Nació el 16 de enero de 1897. Formó parte del grupo Contemporáneos. Sigue siendo nuestro contemporáneo. Se formó en la universalidad de su tierra. Viajó por el mundo, pero hubo un viaje que revitalizó su prosa, al respecto hace pocos días la editorial El Equilibrista, dirigida por Diego García Elío, ha publicado: Tierra Santa: invitación al vuelo. Selección de textos realizada por el doctor Alberto Enríquez Perea, académico de la Universidad Nacional Autónoma de México. Dicho libro nos adentra a una de las facetas poco estudiadas del autor y abre una serie de interrogantes: ¿La poesía de Pellicer es religiosa? ¿Mezcla la religiosidad con la vida cotidiana y nos regala trazos de la interioridad y exterioridad del ser humano?

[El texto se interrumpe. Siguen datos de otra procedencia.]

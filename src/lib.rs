//! # DAG-JOSE
//!
//! A codec for [DAG-JOSE](https://ipld.io/specs/codecs/dag-jose/spec/): JOSE
//! objects ([JWS](https://www.rfc-editor.org/rfc/rfc7515) and
//! [JWE](https://www.rfc-editor.org/rfc/rfc7516)) stored as content-addressed
//! data.
//!
//! A signed object's payload is the content identifier (CID) of the data it
//! signs, so the signature and the data are linked. Objects are encoded to a
//! canonical binary form (multicodec `0x85`) whose bytes, and therefore CID,
//! are identical for logically equal objects.
//!
//! ```rust
//! use dag_jose::{Jose, Jwe, cbor};
//!
//! let jose = Jose::from(Jwe::new(b"ciphertext".to_vec()).with_iv(b"iv".to_vec()));
//! let bytes = cbor::encode(&jose).expect("should encode");
//! assert_eq!(cbor::decode(&bytes).expect("should decode"), jose);
//! ```
//!
//! # Feature Flags
//!
//! * `json` (default) - Enables the general, flattened and compact JSON
//!   serializations.

pub mod assemble;
pub mod cbor;
mod error;
mod jose;
#[cfg(feature = "json")]
pub mod json;
mod node;
pub mod schema;
mod view;

pub use crate::assemble::MapAssembler;
pub use crate::cbor::{DAG_JOSE, cid, decode, encode};
pub use crate::error::{Error, Result};
pub use crate::jose::{Header, Jose, JoseAssembler, Jwe, Jws, Recipient, Signature};
pub use crate::node::{Kind, Node};
pub use crate::view::{FIELD_ORDER, FieldValue, JoseView};
//! # Schema Field Tables
//!
//! Every keyed structure the assembler builds (the top-level JOSE object, a
//! signature, a recipient) is described by a static table of [`Field`]s. The
//! table maps a key to the kind of value it admits and the function that
//! stores that value, so a single state machine validates all of them.

use crate::assemble::Entries;
use crate::error::{Error, Result};
use crate::jose::Header;
use crate::node::{Kind, Node};

/// A keyed structure that can be built by the assembler.
pub trait Schema: Default + 'static {
    /// Type name used in error messages.
    const NAME: &'static str;

    /// The closed set of keys the structure accepts.
    const FIELDS: &'static [Field<Self>];

    /// Keys that must be present when assembly finishes.
    const REQUIRED: &'static [&'static str] = &[];

    /// Cross-field checks run once every key has been assembled.
    ///
    /// # Errors
    ///
    /// Returns an error when the combination of present fields is invalid.
    fn validate(&self) -> Result<()> {
        Ok(())
    }

    /// Position of `key` in the field table.
    #[must_use]
    fn position(key: &str) -> Option<usize> {
        Self::FIELDS.iter().position(|f| f.name == key)
    }
}

/// One entry in a schema's field table.
pub struct Field<S> {
    pub(crate) name: &'static str,
    pub(crate) kind: Kind,
    pub(crate) setter: Setter<S>,
    pub(crate) clear: fn(&mut S),
}

/// How a field stores its value.
pub(crate) enum Setter<S> {
    /// A scalar, byte or map value, coerced and stored in one step.
    Value(fn(&mut S, Node) -> Result<()>),

    /// A sequence of nested entries. Returns the sequence, creating it if
    /// absent.
    List(fn(&mut S) -> &mut dyn Entries),
}

impl<S> Field<S> {
    /// The field's key.
    #[must_use]
    pub const fn name(&self) -> &'static str {
        self.name
    }

    /// The kind of value the field admits.
    #[must_use]
    pub const fn kind(&self) -> Kind {
        self.kind
    }
}

/// Take the bytes out of `node`, naming `field` on failure.
pub(crate) fn bytes(field: &str, node: Node) -> Result<Vec<u8>> {
    match node {
        Node::Bytes(bytes) => Ok(bytes),
        other => Err(Error::wrong_kind(field, Kind::Bytes, other.kind())),
    }
}

/// Take the map out of `node`, naming `field` on failure.
pub(crate) fn header(field: &str, node: Node) -> Result<Header> {
    match node {
        Node::Map(entries) => Ok(entries),
        other => Err(Error::wrong_kind(field, Kind::Map, other.kind())),
    }
}
//! # DAG-JOSE Errors
//!
//! Data validation errors raised while assembling, encoding, or decoding a
//! JOSE object. Each variant names the offending field so callers can report
//! it directly.
//!
//! Misuse of the assembler protocol (calling it out of sequence) is not an
//! error: it is a bug in the driving decoder and panics instead.

use thiserror::Error;

use crate::node::Kind;

/// Result type for DAG-JOSE operations.
pub type Result<T, E = Error> = std::result::Result<T, E>;

/// DAG-JOSE error codes.
#[derive(Error, Debug)]
pub enum Error {
    /// The key is not a field of the schema being assembled.
    #[error("no such field: {type_name}.{field}")]
    NoSuchField {
        /// Name of the schema type.
        type_name: &'static str,
        /// The unrecognized key.
        field: String,
    },

    /// The same key occurred more than once in a single map.
    #[error("repeated map key: {0}")]
    RepeatedField(String),

    /// A value of the wrong kind was supplied for a field.
    #[error("wrong kind for '{field}': expected {expected}, found {actual}")]
    WrongKind {
        /// The field (or type) that received the value.
        field: String,
        /// The kind the field accepts.
        expected: Kind,
        /// The kind that was supplied.
        actual: Kind,
    },

    /// The payload bytes do not parse as a content identifier.
    #[error("payload is not a valid CID: {0}")]
    InvalidCid(String),

    /// A mandatory field is absent.
    #[error("missing required field: '{0}'")]
    MissingField(String),

    /// The object is not a well-formed JWS.
    #[error("invalid JWS serialization: {0}")]
    InvalidJws(String),

    /// The object is not a well-formed JWE.
    #[error("invalid JWE serialization: {0}")]
    InvalidJwe(String),

    /// The object is neither a JWS nor a JWE.
    #[error("invalid JOSE object: {0}")]
    InvalidJose(String),

    /// The object cannot be expressed in the flattened JSON serialization.
    #[error("cannot create a flattened serialization for {0}")]
    Flatten(String),

    /// The object cannot be expressed in the compact serialization.
    #[error("cannot create a compact serialization for {0}")]
    Compact(String),

    /// A base64url-encoded member could not be decoded.
    #[error("issue decoding '{field}': {message}")]
    Base64 {
        /// The member holding the bad value.
        field: String,
        /// Decoder message.
        message: String,
    },

    /// CBOR input is malformed, or a value has no canonical CBOR form.
    #[error("invalid CBOR: {0}")]
    Cbor(String),

    /// JSON (de)serialization failed.
    #[cfg(feature = "json")]
    #[error(transparent)]
    Json(#[from] serde_json::Error),

    /// Other, unspecified errors.
    #[error(transparent)]
    Other(#[from] anyhow::Error),
}

impl Error {
    /// Shorthand for a [`Error::WrongKind`] error.
    pub(crate) fn wrong_kind(field: impl Into<String>, expected: Kind, actual: Kind) -> Self {
        Self::WrongKind {
            field: field.into(),
            expected,
            actual,
        }
    }
}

Estamos frente a un poeta que con la elegancia y calidez de su prosa venció los estigmas de su tiempo. Es el primer poeta moderno. Él se reconoció en su prosa. Hizo su poesía universal porque creó las imágenes de tiempos remotos con sociedades complejas. No pretendió tener una poesía religiosa, pero Jesucristo, su tierra y sufrimiento fueron suyos, al igual que de José Vasconcelos, uno de sus acompañantes. En su Notre-Dame de France, Jerusalem, escribe: “Señor: hemos llegado a esta tierra que Tú elegiste para nacer, enseñar y morir (…) nuestros pies han pisado los sitios por donde Tú pasaste y estuviste (…) el dolor inmenso que nos causa seguirte ese día tras de tu Cruz (…) Allí lloramos las únicas lágrimas dignas de llorarse en este valle de lágrimas”.

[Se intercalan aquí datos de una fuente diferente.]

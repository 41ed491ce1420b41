//! Header map builder.

use std::collections::btree_map;

use super::State;
use crate::error::{Error, Result};
use crate::jose::Header;
use crate::node::Node;

/// Stores the finished map in the parent structure.
type Commit<'a> = Box<dyn FnOnce(Node) -> Result<()> + 'a>;

/// Builds the string-keyed map held by a `header` or `unprotected` field.
///
/// Values are arbitrary [`Node`]s. The map is committed to the parent field
/// by [`HeaderAssembler::finish`], which also returns the parent to
/// [`State::Initial`].
pub struct HeaderAssembler<'a> {
    field: &'static str,
    entries: Header,
    commit: Commit<'a>,
    state: &'a mut State,
}

impl<'a> HeaderAssembler<'a> {
    pub(super) fn new(field: &'static str, commit: Commit<'a>, state: &'a mut State) -> Self {
        Self {
            field,
            entries: Header::new(),
            commit,
            state,
        }
    }

    /// Add an entry to the map.
    ///
    /// # Errors
    ///
    /// Returns [`Error::RepeatedField`] if `key` is already present.
    pub fn insert(&mut self, key: impl Into<String>, value: Node) -> Result<()> {
        match self.entries.entry(key.into()) {
            btree_map::Entry::Occupied(entry) => {
                Err(Error::RepeatedField(format!("{}.{}", self.field, entry.key())))
            }
            btree_map::Entry::Vacant(entry) => {
                entry.insert(value);
                Ok(())
            }
        }
    }

    /// Store the map in the parent field.
    ///
    /// # Errors
    ///
    /// Returns any error raised by the parent field's setter.
    pub fn finish(self) -> Result<()> {
        let Self {
            entries,
            commit,
            state,
            ..
        } = self;
        commit(Node::Map(entries))?;
        *state = State::Initial;
        Ok(())
    }
}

Pellicer es de los grandes poetas que no han sido leídos de manera correcta o peor aún no se leen tanto. Su obra está destinada a resurgir y tomar un lugar crucial en la tradición literaria. El libro comentado abre dos puertas: el conocimiento de la vida interior que en mucho marcaría su poesía dándole una dualidad que se complementa y no se opone. Las dos caras son: el vencimiento de la máscara y el descubrimiento del ser. Él no sólo bautizó a las cosas, sino que encontró la esencia del ser, la exploró en su forma más espiritual y compleja. La presentó como un espejo donde todos se pueden hallar con el temor de mirarse y no conocerse o reconocerse. Espantarse ante su realidad; por otra parte, tenerlo de nuevo en los libreros recuerda que la poesía es la musicalidad de las palabras, por eso su ritmo. El de Pellicer, aunque es tropical, también es lento como las arenas del desierto que se mueven con el viento del Mediterráneo.

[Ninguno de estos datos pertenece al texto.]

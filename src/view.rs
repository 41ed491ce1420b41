//! # Generic Data-Model View
//!
//! Presents a built [`Jose`] object as a read-only map so that tooling
//! written against the generic tree (traversal, diffing, re-encoding) can
//! consume it. Only present fields are exposed, always in [`FIELD_ORDER`].

use cid::Cid;

use crate::jose::{Header, Jose, Recipient, Signature};
use crate::node::Node;

/// Top-level field names in iteration order.
pub const FIELD_ORDER: [&str; 9] = [
    "payload",
    "signatures",
    "protected",
    "unprotected",
    "iv",
    "aad",
    "ciphertext",
    "tag",
    "recipients",
];

/// A borrowed field value.
#[derive(Clone, Copy, Debug, PartialEq)]
pub enum FieldValue<'a> {
    /// JWS payload.
    Cid(&'a Cid),

    /// Opaque byte string.
    Bytes(&'a [u8]),

    /// Shared unprotected header.
    Header(&'a Header),

    /// JWS signatures.
    Signatures(&'a [Signature]),

    /// JWE recipients.
    Recipients(&'a [Recipient]),
}

impl FieldValue<'_> {
    /// Convert to an owned [`Node`].
    ///
    /// The payload CID becomes its binary form, matching what the assembler
    /// accepts for `payload`.
    #[must_use]
    pub fn to_node(&self) -> Node {
        match self {
            Self::Cid(cid) => Node::Bytes(cid.to_bytes()),
            Self::Bytes(bytes) => Node::Bytes(bytes.to_vec()),
            Self::Header(header) => Node::Map((*header).clone()),
            Self::Signatures(signatures) => {
                Node::List(signatures.iter().map(Signature::to_node).collect())
            }
            Self::Recipients(recipients) => {
                Node::List(recipients.iter().map(Recipient::to_node).collect())
            }
        }
    }
}

/// Read-only map view over a [`Jose`] object.
#[derive(Clone, Copy, Debug)]
pub struct JoseView<'a>(&'a Jose);

impl<'a> JoseView<'a> {
    /// Look up a top-level field.
    ///
    /// Absent fields, and keys outside the schema, are `None`.
    #[must_use]
    pub fn lookup_by_key(&self, key: &str) -> Option<FieldValue<'a>> {
        match self.0 {
            Jose::Jws(jws) => match key {
                "payload" => Some(FieldValue::Cid(jws.payload())),
                "signatures" => jws.signatures().map(FieldValue::Signatures),
                _ => None,
            },
            Jose::Jwe(jwe) => match key {
                "protected" => jwe.protected().map(FieldValue::Bytes),
                "unprotected" => jwe.unprotected().map(FieldValue::Header),
                "iv" => jwe.iv().map(FieldValue::Bytes),
                "aad" => jwe.aad().map(FieldValue::Bytes),
                "ciphertext" => Some(FieldValue::Bytes(jwe.ciphertext())),
                "tag" => jwe.tag().map(FieldValue::Bytes),
                "recipients" => jwe.recipients().map(FieldValue::Recipients),
                _ => None,
            },
        }
    }

    /// Present fields, in [`FIELD_ORDER`].
    pub fn iter(&self) -> impl Iterator<Item = (&'static str, FieldValue<'a>)> + '_ {
        FIELD_ORDER.into_iter().filter_map(|key| self.lookup_by_key(key).map(|value| (key, value)))
    }

    /// Number of present fields.
    #[must_use]
    pub fn len(&self) -> usize {
        self.iter().count()
    }

    /// Always `false`: a JWS has a payload and a JWE a ciphertext.
    #[must_use]
    pub fn is_empty(&self) -> bool {
        self.len() == 0
    }

    /// Convert to an owned [`Node::Map`] of the present fields.
    #[must_use]
    pub fn to_node(&self) -> Node {
        to_map(self.iter())
    }
}

impl Jose {
    /// A generic map view of this object.
    #[must_use]
    pub const fn view(&self) -> JoseView<'_> {
        JoseView(self)
    }

    /// The object as an owned generic tree.
    #[must_use]
    pub fn to_node(&self) -> Node {
        self.view().to_node()
    }
}

impl Signature {
    /// Present fields of the signature.
    pub fn fields(&self) -> impl Iterator<Item = (&'static str, FieldValue<'_>)> {
        [
            ("protected", self.protected().map(FieldValue::Bytes)),
            ("header", self.header().map(FieldValue::Header)),
            ("signature", Some(FieldValue::Bytes(self.signature()))),
        ]
        .into_iter()
        .filter_map(|(key, value)| value.map(|value| (key, value)))
    }

    /// The signature as a generic map of its present fields.
    #[must_use]
    pub fn to_node(&self) -> Node {
        to_map(self.fields())
    }
}

impl Recipient {
    /// Present fields of the recipient.
    pub fn fields(&self) -> impl Iterator<Item = (&'static str, FieldValue<'_>)> {
        [
            ("header", self.header().map(FieldValue::Header)),
            ("encrypted_key", self.encrypted_key().map(FieldValue::Bytes)),
        ]
        .into_iter()
        .filter_map(|(key, value)| value.map(|value| (key, value)))
    }

    /// The recipient as a generic map of its present fields.
    #[must_use]
    pub fn to_node(&self) -> Node {
        to_map(self.fields())
    }
}

fn to_map<'a>(fields: impl Iterator<Item = (&'static str, FieldValue<'a>)>) -> Node {
    Node::Map(fields.map(|(key, value)| (key.to_string(), value.to_node())).collect())
}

En los días de nuestro tiempo, Pellicer ha aparecido de nuevo en distintos medios de comunicación y, lamentablemente, no ha sido por su prosa, sino por ser mentor del actual presidente de México. Digo lamentable, porque ello genera una categorización de su obra en torno a la ideología de su alumno. Y no lo es. Su obra guarda el perfecto límite entre creación y política. Pellicer respetó su obra, por eso la forjó con elegancia, en ello superó a Neruda. Hay que leerlo por ser el gran poeta moderno. Quien interiorizó y expusó el ser, ahí la importancia de los viajes que emprendió por Tierra Santa.